The rock here is a sedimentary rock and the layers (beds) would have been horizontal when they were first laid down. Now these rocks are tilted, so at some time after they formed, they must have been affected by some tectonic (earth moving) forces. See Rock Folding next.
Rocks are tilted and folded up by great forces applied over millions of years. When a force is applied over a long time, to seemingly unbendable materials like rock, especially if they are buried at depth, they will ‘flow’ as if they were soft like wet clay.
The dip of the rock beds here is towards the east and is the western arm of a big rock fold that underlies the Forest of Dean. The other side of the fold emerges as steep westward dipping rocks along the eastern side of the Forest of Dean. These are explored in the Wilderness Voyage. The cause of the folding was the forces applied during the time of the Variscan orogeny (mountain-building event), which amongst other things, folded the rocks of the Malvern Hills. The Variscan Orogeny was effectively caused by the African plate pushing against southern Europe.
An orogeny is an event involving major deformation of the crust.

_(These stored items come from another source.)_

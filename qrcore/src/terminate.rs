//! Termination generation: the candidate value changes available from a
//! state.
//!
//! Four generators run independently. The epsilon generator produces one
//! mandatory composite (landmark values with a nonzero next-order derivative
//! must move immediately); the value, exogenous and ambiguous generators each
//! produce a list of optional alternatives. The composer in
//! [`compose`](crate::compose) combines them into candidate transitions.

use std::collections::BTreeMap;

use enum_map::EnumMap;
use strum::Display;

use qrmodel::{Model, QuantityId, Slot, State, ValueId};

use crate::check::{Requirement, requirement};
use crate::working::WorkingState;

/// Why a slot change was proposed. Carried for tracing only; the engine
/// never branches on it after generation.
#[derive(Debug, Clone, Copy, PartialEq, Eq, Display)]
#[strum(serialize_all = "lowercase")]
pub enum TerminationKind {
    Epsilon,
    Value,
    Exogenous,
    Ambiguous,
}

/// One requested slot assignment inside a [`Termination`].
#[derive(Debug, Clone, Copy, PartialEq, Eq)]
pub struct SlotChange {
    pub to: ValueId,
    pub kind: TerminationKind,
}

/// A set of per-quantity slot changes, the unit combined into transitions.
///
/// Slots absent from the map are left unchanged when the termination is
/// applied.
#[derive(Debug, Clone, Default)]
pub struct Termination {
    changes: BTreeMap<QuantityId, EnumMap<Slot, Option<SlotChange>>>,
}

impl Termination {
    pub fn new() -> Self {
        Termination::default()
    }

    pub fn is_empty(&self) -> bool {
        self.changes.is_empty()
    }

    /// Request a slot change. Returns false (and leaves the existing entry in
    /// place) when the slot already carries a different target value; a
    /// repeated identical request is accepted.
    pub fn add_change(&mut self, q: QuantityId, slot: Slot, change: SlotChange) -> bool {
        let slots = self.changes.entry(q).or_default();
        match slots[slot] {
            Some(existing) if existing.to != change.to => {
                log::trace!("conflicting change requested for quantity {} {slot}", q.0);
                false
            }
            Some(_) => true,
            None => {
                slots[slot] = Some(change);
                true
            }
        }
    }

    /// Fold another termination into this one, slot by slot. Returns false on
    /// the first conflicting slot; the receiver is then partially merged and
    /// must be discarded.
    pub fn merge(&mut self, other: &Termination) -> bool {
        for (q, slot, change) in other.iter() {
            if !self.add_change(q, slot, *change) {
                return false;
            }
        }
        true
    }

    /// All requested changes, ordered by quantity then slot.
    pub fn iter(&self) -> impl Iterator<Item = (QuantityId, Slot, &SlotChange)> {
        self.changes.iter().flat_map(|(&q, slots)| {
            slots
                .iter()
                .filter_map(move |(slot, change)| change.as_ref().map(|c| (q, slot, c)))
        })
    }

    /// Human-readable rendering against the state the termination fires from,
    /// e.g. `Inflow derivative: zero -> positive [exogenous]`.
    pub fn describe(&self, model: &Model, before: &State) -> String {
        let values = model.values();
        let parts: Vec<String> = self
            .iter()
            .map(|(q, slot, change)| {
                let quantity = model.quantity(q);
                let from = before
                    .get(&quantity.name)
                    .and_then(|entry| match slot {
                        Slot::Magnitude => Some(entry.magnitude),
                        Slot::Derivative => Some(entry.derivative),
                        Slot::Second => entry.second,
                    })
                    .map_or("?", |v| values.name(v));
                format!(
                    "{} {slot}: {from} -> {} [{}]",
                    quantity.name,
                    values.name(change.to),
                    change.kind
                )
            })
            .collect();
        if parts.is_empty() {
            "no change".to_owned()
        } else {
            parts.join(", ")
        }
    }
}

/// The mandatory epsilon composite: every landmark magnitude with a nonzero
/// derivative steps off the landmark, and every landmark derivative with a
/// nonzero second derivative does the same. A step that would leave the
/// space indicates a malformed model; it is logged and dropped rather than
/// aborting the search.
pub fn epsilon_termination(ws: &WorkingState<'_>) -> Termination {
    let model = ws.model();
    let values = model.values();
    let mut out = Termination::new();

    for q in model.quantity_ids() {
        let quantity = model.quantity(q);
        let triple = ws.triple(q);

        if values.is_landmark(triple.magnitude) && triple.derivative != ValueId::ZERO {
            match quantity.magnitude_space.step(triple.magnitude, triple.derivative) {
                Some(next) => {
                    out.add_change(
                        q,
                        Slot::Magnitude,
                        SlotChange {
                            to: next,
                            kind: TerminationKind::Epsilon,
                        },
                    );
                }
                None => log::warn!(
                    "'{}' is driven past the end of its magnitude space; \
                     the model is missing a containment relation",
                    quantity.name
                ),
            }
        }

        if values.is_landmark(triple.derivative) && triple.second != ValueId::ZERO {
            match quantity.derivative_space.step(triple.derivative, triple.second) {
                Some(next) => {
                    out.add_change(
                        q,
                        Slot::Derivative,
                        SlotChange {
                            to: next,
                            kind: TerminationKind::Epsilon,
                        },
                    );
                }
                None => log::warn!(
                    "'{}' is driven past the end of its derivative space",
                    quantity.name
                ),
            }
        }
    }
    out
}

/// Optional interval-to-adjacent steps: an interval magnitude with a nonzero
/// derivative may (but need not) reach the next entry, and likewise for an
/// interval derivative with a nonzero second derivative. Steps that would
/// leave the space are simply not proposed.
pub fn value_terminations(ws: &WorkingState<'_>) -> Vec<Termination> {
    let model = ws.model();
    let values = model.values();
    let mut out = Vec::new();

    for q in model.quantity_ids() {
        let quantity = model.quantity(q);
        let triple = ws.triple(q);

        if !values.is_landmark(triple.magnitude)
            && triple.derivative != ValueId::ZERO
            && let Some(next) = quantity.magnitude_space.step(triple.magnitude, triple.derivative)
        {
            let mut t = Termination::new();
            t.add_change(
                q,
                Slot::Magnitude,
                SlotChange {
                    to: next,
                    kind: TerminationKind::Value,
                },
            );
            out.push(t);
        }

        if !values.is_landmark(triple.derivative)
            && triple.second != ValueId::ZERO
            && let Some(next) = quantity.derivative_space.step(triple.derivative, triple.second)
        {
            let mut t = Termination::new();
            t.add_change(
                q,
                Slot::Derivative,
                SlotChange {
                    to: next,
                    kind: TerminationKind::Value,
                },
            );
            out.push(t);
        }
    }
    out
}

/// Optional derivative moves for externally driven quantities: a nonzero
/// derivative may reset to zero; a zero derivative may start rising or
/// falling, except toward a boundary the magnitude already sits on.
pub fn exogenous_terminations(ws: &WorkingState<'_>) -> Vec<Termination> {
    let model = ws.model();
    let mut out = Vec::new();

    for q in model.quantity_ids() {
        let quantity = model.quantity(q);
        if !quantity.exogenous {
            continue;
        }
        let triple = ws.triple(q);

        let mut propose = |to: ValueId| {
            let mut t = Termination::new();
            t.add_change(
                q,
                Slot::Derivative,
                SlotChange {
                    to,
                    kind: TerminationKind::Exogenous,
                },
            );
            out.push(t);
        };

        if triple.derivative != ValueId::ZERO {
            propose(ValueId::ZERO);
        } else {
            if !ws.at_top_landmark(q) {
                propose(ValueId::POSITIVE);
            }
            if !ws.at_bottom_landmark(q) {
                propose(ValueId::NEGATIVE);
            }
        }
    }
    out
}

/// Optional resolutions of structurally undetermined second derivatives: when
/// a quantity receives both positive and negative second-derivative
/// contributions, a nonzero second may reset to zero, and a zero second may
/// take either sign.
pub fn ambiguous_terminations(ws: &WorkingState<'_>) -> Vec<Termination> {
    let model = ws.model();
    let mut out = Vec::new();

    for q in model.quantity_ids() {
        if requirement(&ws.influences_on(q).second) != Requirement::Ambiguous {
            continue;
        }
        let second = ws.value(q, Slot::Second);

        let mut propose = |to: ValueId| {
            let mut t = Termination::new();
            t.add_change(
                q,
                Slot::Second,
                SlotChange {
                    to,
                    kind: TerminationKind::Ambiguous,
                },
            );
            out.push(t);
        };

        if second != ValueId::ZERO {
            propose(ValueId::ZERO);
        } else {
            propose(ValueId::POSITIVE);
            propose(ValueId::NEGATIVE);
        }
    }
    out
}

/// Run all four generators, returning the mandatory epsilon composite and
/// the optional alternatives in a stable order.
pub fn generate(ws: &WorkingState<'_>) -> (Termination, Vec<Termination>) {
    let epsilon = epsilon_termination(ws);
    let mut optional = value_terminations(ws);
    optional.extend(exogenous_terminations(ws));
    optional.extend(ambiguous_terminations(ws));
    (epsilon, optional)
}

#[cfg(test)]
mod tests {
    use super::*;

    fn change(to: ValueId, kind: TerminationKind) -> SlotChange {
        SlotChange { to, kind }
    }

    #[test]
    fn merge_is_commutative_for_compatible_pairs() {
        let q0 = QuantityId(0);
        let q1 = QuantityId(1);
        let mut a = Termination::new();
        a.add_change(q0, Slot::Magnitude, change(ValueId::POSITIVE, TerminationKind::Epsilon));
        let mut b = Termination::new();
        b.add_change(q1, Slot::Derivative, change(ValueId::NEGATIVE, TerminationKind::Value));
        b.add_change(q0, Slot::Magnitude, change(ValueId::POSITIVE, TerminationKind::Value));

        let mut ab = Termination::new();
        assert!(ab.merge(&a));
        assert!(ab.merge(&b));
        let mut ba = Termination::new();
        assert!(ba.merge(&b));
        assert!(ba.merge(&a));

        let collect = |t: &Termination| {
            t.iter().map(|(q, s, c)| (q, s, c.to)).collect::<Vec<_>>()
        };
        assert_eq!(collect(&ab), collect(&ba));
    }

    #[test]
    fn merge_rejects_conflicting_slot() {
        let q = QuantityId(0);
        let mut a = Termination::new();
        a.add_change(q, Slot::Derivative, change(ValueId::POSITIVE, TerminationKind::Exogenous));
        let mut b = Termination::new();
        b.add_change(q, Slot::Derivative, change(ValueId::NEGATIVE, TerminationKind::Exogenous));
        assert!(!a.merge(&b));
    }

    #[test]
    fn repeated_identical_change_is_accepted() {
        let q = QuantityId(0);
        let mut t = Termination::new();
        assert!(t.add_change(q, Slot::Second, change(ValueId::ZERO, TerminationKind::Ambiguous)));
        assert!(t.add_change(q, Slot::Second, change(ValueId::ZERO, TerminationKind::Ambiguous)));
        assert_eq!(t.iter().count(), 1);
    }
}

The cause of an orogeny will be some form of collision between tectonic plates. An orogeny taking place today is the one still forcing up the Himalays, where the Indian plate is in collision with the Eurasian plate.
The rock beds under the Forest of Dean are down-folded into a shape called a syncline. This is not a symmetrical syncline, as the beds on the west side dip down gently whilst those on the east are almost vertical in places (as seen in Widerness Voyage).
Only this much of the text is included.